Complete Guide To French Bulldogs: Health Concerns, Feeding, Care, and Costs

With a fondness for people, a quirky personality, and minimal exercise requirements, it is no wonder that the French Bulldog is a popular pet for so many people. This dog is petite but has a big dog shape, not to mention irresistible “bat ears.” Perfect for families of any age, this dog is on the shortlist of suitable breeds for apartment dwellers, ideally well suited for city-life. Affectionate and endearing, the French Bulldog will make an outstanding furry family member. 

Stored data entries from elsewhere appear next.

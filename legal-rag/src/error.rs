//! Error types for the `legal-rag` crate.

use thiserror::Error;

/// Errors that can occur while ingesting, retrieving, generating or evaluating.
///
/// None of these are retried by the crate; they propagate to the nearest
/// interactive boundary. Dropping a malformed source record during
/// normalization is not an error and never shows up here.
#[derive(Debug, Error)]
pub enum LegalRagError {
    /// A required credential is missing or a configuration value is invalid.
    #[error("Configuration error: {0}")]
    Configuration(String),

    /// The embedding service failed or returned an unusable response.
    #[error("Embedding service error ({provider}): {message}")]
    EmbeddingService {
        /// The embedding provider that produced the error.
        provider: String,
        /// A description of the failure.
        message: String,
    },

    /// The generation service failed or returned an unusable response.
    #[error("Generation error ({provider}): {message}")]
    Generation {
        /// The generation provider that produced the error.
        provider: String,
        /// A description of the failure.
        message: String,
    },

    /// The judge model returned output that does not match the rubric schema.
    #[error("Evaluation parse error: {0}")]
    EvaluationParse(String),

    /// A legal-data source request failed.
    #[error("Source fetch error ({source_name}): {message}")]
    SourceFetch {
        /// The legal-data source that failed.
        source_name: String,
        /// A description of the failure.
        message: String,
    },

    /// An error occurred in the vector store backend.
    #[error("Vector store error ({backend}): {message}")]
    VectorStore {
        /// The vector store backend that produced the error.
        backend: String,
        /// A description of the failure.
        message: String,
    },

    /// A closed-set field received a value outside its recognized set.
    #[error("Invalid value '{value}' for field '{field}'")]
    InvalidField {
        /// The field name.
        field: &'static str,
        /// The rejected value.
        value: String,
    },

    /// An argument was outside its valid range.
    #[error("Invalid argument: {0}")]
    InvalidArgument(String),

    /// An I/O error while reading or writing JSONL files.
    #[error(transparent)]
    Io(#[from] std::io::Error),

    /// A JSON (de)serialization error.
    #[error(transparent)]
    Json(#[from] serde_json::Error),
}

impl LegalRagError {
    pub(crate) fn generation(provider: impl Into<String>, message: impl Into<String>) -> Self {
        Self::Generation { provider: provider.into(), message: message.into() }
    }

    pub(crate) fn embedding(provider: impl Into<String>, message: impl Into<String>) -> Self {
        Self::EmbeddingService { provider: provider.into(), message: message.into() }
    }

    pub(crate) fn source_fetch(source: impl Into<String>, message: impl Into<String>) -> Self {
        Self::SourceFetch { source_name: source.into(), message: message.into() }
    }
}

/// A convenience result type for legal-rag operations.
pub type Result<T> = std::result::Result<T, LegalRagError>;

 How Big Do French Bulldogs Get?

  • Male and female French Bulldogs are about the same size.
  • The breed standard for the French Bulldog is about 11 to 13 inches tall at the shoulder.
  • Although smaller in size, the French Bulldog has a robust and thick build but should always weigh under 28 pounds.
  • The frame and shape of the French Bulldog are almost identical to a Standard Bulldog, except this dog’s trademark “bat ears,” which prominently stand atop his head.

What Are The Different Colors Of French Bulldogs?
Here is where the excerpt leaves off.